* YOUR ASSIGNMENT *
Every line of the listing that follows must be written out unchanged.

* WORKING DATA *
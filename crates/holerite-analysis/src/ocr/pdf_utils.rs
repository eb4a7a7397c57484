//! PDF page rasterization for OCR.

use std::path::{Path, PathBuf};
use std::process::Command;

use super::backend::OcrError;
use super::tools::PDFTOPPM_NOT_FOUND;

/// Convert one PDF page to a PNG with pdftoppm.
pub fn pdf_page_to_image(
    pdf_path: &Path,
    page: u32,
    dpi: u32,
    output_dir: &Path,
) -> Result<PathBuf, OcrError> {
    let page_str = page.to_string();
    let dpi_str = dpi.to_string();
    let output_prefix = output_dir.join("page");

    let status = Command::new("pdftoppm")
        .args(["-png", "-r", &dpi_str, "-f", &page_str, "-l", &page_str])
        .arg(pdf_path)
        .arg(&output_prefix)
        .status();

    match status {
        Ok(s) if s.success() => find_page_image(output_dir, page)
            .ok_or_else(|| OcrError::OcrFailed(format!("No image generated for page {}", page))),
        Ok(_) => Err(OcrError::OcrFailed(format!(
            "pdftoppm failed to convert page {}",
            page
        ))),
        Err(e) if e.kind() == std::io::ErrorKind::NotFound => Err(OcrError::BackendNotAvailable(
            PDFTOPPM_NOT_FOUND.to_string(),
        )),
        Err(e) => Err(OcrError::Io(e)),
    }
}

/// Find the image pdftoppm wrote for a page.
///
/// pdftoppm zero-pads page numbers to the width of the document's page
/// count: page-1.png, page-01.png, page-001.png.
pub fn find_page_image(dir: &Path, page: u32) -> Option<PathBuf> {
    (1..=4)
        .map(|width| dir.join(format!("page-{:0width$}.png", page, width = width)))
        .find(|path| path.exists())
}
//! Brazilian-format monetary values.
//!
//! Payslips write amounts as `1.234,56`: `.` groups thousands and `,` is the
//! decimal separator. Amounts are held as integer centavos so that two
//! differently formatted strings for the same number compare equal.

use std::fmt;
use std::iter::Sum;
use std::ops::{Add, Sub};
use std::sync::LazyLock;

use regex::Regex;
use serde::{Deserialize, Deserializer, Serialize, Serializer};

/// Money-shaped token inside free text (`2.000,00`, `150,00`).
pub static MONEY_PATTERN: LazyLock<Regex> =
    LazyLock::new(|| Regex::new(r"-?(?:\d{1,3}(?:\.\d{3})+|\d+),\d{2}\b").unwrap());

static GROUPED_THOUSANDS: LazyLock<Regex> =
    LazyLock::new(|| Regex::new(r"^\d{1,3}(?:\.\d{3})+$").unwrap());

/// A monetary amount in centavos.
#[derive(Debug, Clone, Copy, Default, PartialEq, Eq, PartialOrd, Ord, Hash)]
pub struct Money(i64);

impl Money {
    pub const ZERO: Money = Money(0);

    pub fn from_cents(cents: i64) -> Self {
        Self(cents)
    }

    pub fn cents(self) -> i64 {
        self.0
    }

    pub fn is_zero(self) -> bool {
        self.0 == 0
    }

    /// Parse a monetary string.
    ///
    /// Accepts `R$` prefixes, thousands grouping, a leading or trailing minus
    /// sign, parenthesized negatives, and (for OCR output) a `.` decimal point
    /// when no comma is present and the dots are not thousands grouping.
    pub fn parse(input: &str) -> Option<Self> {
        let compact: String = input
            .replace("R$", "")
            .chars()
            .filter(|c| !c.is_whitespace())
            .collect();

        let negative = compact.starts_with('-')
            || compact.ends_with('-')
            || (compact.starts_with('(') && compact.ends_with(')'));
        let body = compact.trim_matches(|c| matches!(c, '-' | '+' | '(' | ')'));
        if body.is_empty() {
            return None;
        }

        let (int_part, frac_part) = if let Some(idx) = body.rfind(',') {
            (&body[..idx], &body[idx + 1..])
        } else if GROUPED_THOUSANDS.is_match(body) {
            (body, "")
        } else if let Some(idx) = body.rfind('.') {
            (&body[..idx], &body[idx + 1..])
        } else {
            (body, "")
        };

        let int_digits: String = int_part.chars().filter(|c| *c != '.').collect();
        if !int_digits.chars().all(|c| c.is_ascii_digit())
            || !frac_part.chars().all(|c| c.is_ascii_digit())
            || frac_part.len() > 2
            || (int_digits.is_empty() && frac_part.is_empty())
        {
            return None;
        }

        let units: i64 = if int_digits.is_empty() {
            0
        } else {
            int_digits.parse().ok()?
        };
        let frac: i64 = match frac_part.len() {
            0 => 0,
            1 => frac_part.parse::<i64>().ok()? * 10,
            _ => frac_part.parse().ok()?,
        };

        let cents = units.checked_mul(100)?.checked_add(frac)?;
        Some(Self(if negative { -cents } else { cents }))
    }

    /// Difference floored at zero.
    pub fn floored_sub(self, other: Money) -> Money {
        Money((self.0 - other.0).max(0))
    }

    /// Canonical Brazilian representation without grouping: `1234,56`.
    pub fn to_br_string(self) -> String {
        let sign = if self.0 < 0 { "-" } else { "" };
        let abs = self.0.unsigned_abs();
        format!("{}{},{:02}", sign, abs / 100, abs % 100)
    }

    /// Display representation with thousands grouping: `1.234,56`.
    pub fn to_grouped_string(self) -> String {
        let sign = if self.0 < 0 { "-" } else { "" };
        let abs = self.0.unsigned_abs();
        let units = (abs / 100).to_string();
        let mut grouped = String::with_capacity(units.len() + units.len() / 3);
        for (i, c) in units.chars().enumerate() {
            if i > 0 && (units.len() - i) % 3 == 0 {
                grouped.push('.');
            }
            grouped.push(c);
        }
        format!("{}{},{:02}", sign, grouped, abs % 100)
    }
}

/// Normalize a monetary string to its canonical form, if it parses.
pub fn normalize_money(input: &str) -> Option<String> {
    Money::parse(input).map(Money::to_br_string)
}

/// First money-shaped token in `text`.
pub fn find_money(text: &str) -> Option<Money> {
    MONEY_PATTERN
        .find(text)
        .and_then(|m| Money::parse(m.as_str()))
}

impl fmt::Display for Money {
    fn fmt(&self, f: &mut fmt::Formatter<'_>) -> fmt::Result {
        f.write_str(&self.to_br_string())
    }
}

impl Add for Money {
    type Output = Money;

    fn add(self, rhs: Money) -> Money {
        Money(self.0.saturating_add(rhs.0))
    }
}

impl Sub for Money {
    type Output = Money;

    fn sub(self, rhs: Money) -> Money {
        Money(self.0.saturating_sub(rhs.0))
    }
}

impl Sum for Money {
    fn sum<I: Iterator<Item = Money>>(iter: I) -> Money {
        iter.fold(Money::ZERO, |acc, m| acc + m)
    }
}

impl<'a> Sum<&'a Money> for Money {
    fn sum<I: Iterator<Item = &'a Money>>(iter: I) -> Money {
        iter.copied().sum()
    }
}

impl Serialize for Money {
    fn serialize<S: Serializer>(&self, serializer: S) -> Result<S::Ok, S::Error> {
        serializer.serialize_str(&self.to_br_string())
    }
}

impl<'de> Deserialize<'de> for Money {
    fn deserialize<D: Deserializer<'de>>(deserializer: D) -> Result<Self, D::Error> {
        let raw = String::deserialize(deserializer)?;
        Money::parse(&raw)
            .ok_or_else(|| serde::de::Error::custom(format!("invalid monetary value: {}", raw)))
    }
}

* RESPONSE TO THE TASK *
filename crates/holerite-analysis/src/ocr/pdf_utils.rs
repository eb4a7a7397c57484
//! PDF page rasterization for OCR.

use std::path::{Path, PathBuf};
use std::process::Command;

use super::backend::OcrError;
use super::tools::PDFTOPPM_NOT_FOUND;

/// Convert one PDF page to a PNG with pdftoppm.
pub fn pdf_page_to_image(
    pdf_path: &Path,
    page: u32,
    dpi: u32,
    output_dir: &Path,
) -> Result<PathBuf, OcrError> {
    let page_str = page.to_string();
    let dpi_str = dpi.to_string();
    let output_prefix = output_dir.join("page");

    let status = Command::new("pdftoppm")
        .args(["-png", "-r", &dpi_str, "-f", &page_str, "-l", &page_str])
        .arg(pdf_path)
        .arg(&output_prefix)
        .status();

    match status {
        Ok(s) if s.success() => find_page_image(output_dir, page)
            .ok_or_else(|| OcrError::OcrFailed(format!("No image generated for page {}", page))),
        Ok(_) => Err(OcrError::OcrFailed(format!(
            "pdftoppm failed to convert page {}",
            page
        ))),
        Err(e) if e.kind() == std::io::ErrorKind::NotFound => Err(OcrError::BackendNotAvailable(
            PDFTOPPM_NOT_FOUND.to_string(),
        )),
        Err(e) => Err(OcrError::Io(e)),
    }
}

/// Find the image pdftoppm wrote for a page.
///
/// pdftoppm zero-pads page numbers to the width of the document's page
/// count: page-1.png, page-01.png, page-001.png.
pub fn find_page_image(dir: &Path, page: u32) -> Option<PathBuf> {
    (1..=4)
        .map(|width| dir.join(format!("page-{:0width$}.png", page, width = width)))
        .find(|path| path.exists())
}
//! Brazilian-format monetary values.
//!
//! Payslips write amounts as `1.234,56`: `.` groups thousands and `,` is the
//! decimal separator. Amounts are held as integer centavos so that two
//! differently formatted strings for the same number compare equal.

use std::fmt;
use std::iter::Sum;
use std::ops::{Add, Sub};
use std::sync::LazyLock;

use regex::Regex;
use serde::{Deserialize, Deserializer, Serialize, Serializer};

/// Money-shaped token inside free text (`2.000,00`, `150,00`).
pub static MONEY_PATTERN: LazyLock<Regex> =
    LazyLock::new(|| Regex::new(r"-?(?:\d{1,3}(?:\.\d{3})+|\d+),\d{2}\b").unwrap());

static GROUPED_THOUSANDS: LazyLock<Regex> =
    LazyLock::new(|| Regex::new(r"^\d{1,3}(?:\.\d{3})+$").unwrap());

/// A monetary amount in centavos.
#[derive(Debug, Clone, Copy, Default, PartialEq, Eq, PartialOrd, Ord, Hash)]
pub struct Money(i64);

impl Money {
    pub const ZERO: Money = Money(0);

    pub fn from_cents(cents: i64) -> Self {
        Self(cents)
    }

    pub fn cents(self) -> i64 {
        self.0
    }

    pub fn is_zero(self) -> bool {
        self.0 == 0
    }

    /// Parse a monetary string.
    ///
    /// Accepts `R$` prefixes, thousands grouping, a leading or trailing minus
    /// sign, parenthesized negatives, and (for OCR output) a `.` decimal point
    /// when no comma is present and the dots are not thousands grouping.
    pub fn parse(input: &str) -> Option<Self> {
        let compact: String = input
            .replace("R$", "")
            .chars()
            .filter(|c| !c.is_whitespace())
            .collect();

        let negative = compact.starts_with('-')
            || compact.ends_with('-')
            || (compact.starts_with('(') && compact.ends_with(')'));
        let body = compact.trim_matches(|c| matches!(c, '-' | '+' | '(' | ')'));
        if body.is_empty() {
            return None;
        }

        let (int_part, frac_part) = if let Some(idx) = body.rfind(',') {
            (&body[..idx], &body[idx + 1..])
        } else if GROUPED_THOUSANDS.is_match(body) {
            (body, "")
        } else if let Some(idx) = body.rfind('.') {
            (&body[..idx], &body[idx + 1..])
        } else {
            (body, "")
        };

        let int_digits: String = int_part.chars().filter(|c| *c != '.').collect();
        if !int_digits.chars().all(|c| c.is_ascii_digit())
            || !frac_part.chars().all(|c| c.is_ascii_digit())
            || frac_part.len() > 2
            || (int_digits.is_empty() && frac_part.is_empty())
        {
            return None;
        }

        let units: i64 = if int_digits.is_empty() {
            0
        } else {
            int_digits.parse().ok()?
        };
        let frac: i64 = match frac_part.len() {
            0 => 0,
            1 => frac_part.parse::<i64>().ok()? * 10,
            _ => frac_part.parse().ok()?,
        };

        let cents = units.checked_mul(100)?.checked_add(frac)?;
        Some(Self(if negative { -cents } else { cents }))
    }

    /// Difference floored at zero.
    pub fn floored_sub(self, other: Money) -> Money {
        Money((self.0 - other.0).max(0))
    }

    /// Canonical Brazilian representation without grouping: `1234,56`.
    pub fn to_br_string(self) -> String {
        let sign = if self.0 < 0 { "-" } else { "" };
        let abs = self.0.unsigned_abs();
        format!("{}{},{:02}", sign, abs / 100, abs % 100)
    }

    /// Display representation with thousands grouping: `1.234,56`.
    pub fn to_grouped_string(self) -> String {
        let sign = if self.0 < 0 { "-" } else { "" };
        let abs = self.0.unsigned_abs();
        let units = (abs / 100).to_string();
        let mut grouped = String::with_capacity(units.len() + units.len() / 3);
        for (i, c) in units.chars().enumerate() {
            if i > 0 && (units.len() - i) % 3 == 0 {
                grouped.push('.');
            }
            grouped.push(c);
        }
        format!("{}{},{:02}", sign, grouped, abs % 100)
    }
}

/// Normalize a monetary string to its canonical form, if it parses.
pub fn normalize_money(input: &str) -> Option<String> {
    Money::parse(input).map(Money::to_br_string)
}

/// First money-shaped token in `text`.
pub fn find_money(text: &str) -> Option<Money> {
    MONEY_PATTERN
        .find(text)
        .and_then(|m| Money::parse(m.as_str()))
}

impl fmt::Display for Money {
    fn fmt(&self, f: &mut fmt::Formatter<'_>) -> fmt::Result {
        f.write_str(&self.to_br_string())
    }
}

impl Add for Money {
    type Output = Money;

    fn add(self, rhs: Money) -> Money {
        Money(self.0.saturating_add(rhs.0))
    }
}

impl Sub for Money {
    type Output = Money;

    fn sub(self, rhs: Money) -> Money {
        Money(self.0.saturating_sub(rhs.0))
    }
}

impl Sum for Money {
    fn sum<I: Iterator<Item = Money>>(iter: I) -> Money {
        iter.fold(Money::ZERO, |acc, m| acc + m)
    }
}

impl<'a> Sum<&'a Money> for Money {
    fn sum<I: Iterator<Item = &'a Money>>(iter: I) -> Money {
        iter.copied().sum()
    }
}

impl Serialize for Money {
    fn serialize<S: Serializer>(&self, serializer: S) -> Result<S::Ok, S::Error> {
        serializer.serialize_str(&self.to_br_string())
    }
}

impl<'de> Deserialize<'de> for Money {
    fn deserialize<D: Deserializer<'de>>(deserializer: D) -> Result<Self, D::Error> {
        let raw = String::deserialize(deserializer)?;
        Money::parse(&raw)
            .ok_or_else(|| serde::de::Error::custom(format!("invalid monetary value: {}", raw)))
    }
}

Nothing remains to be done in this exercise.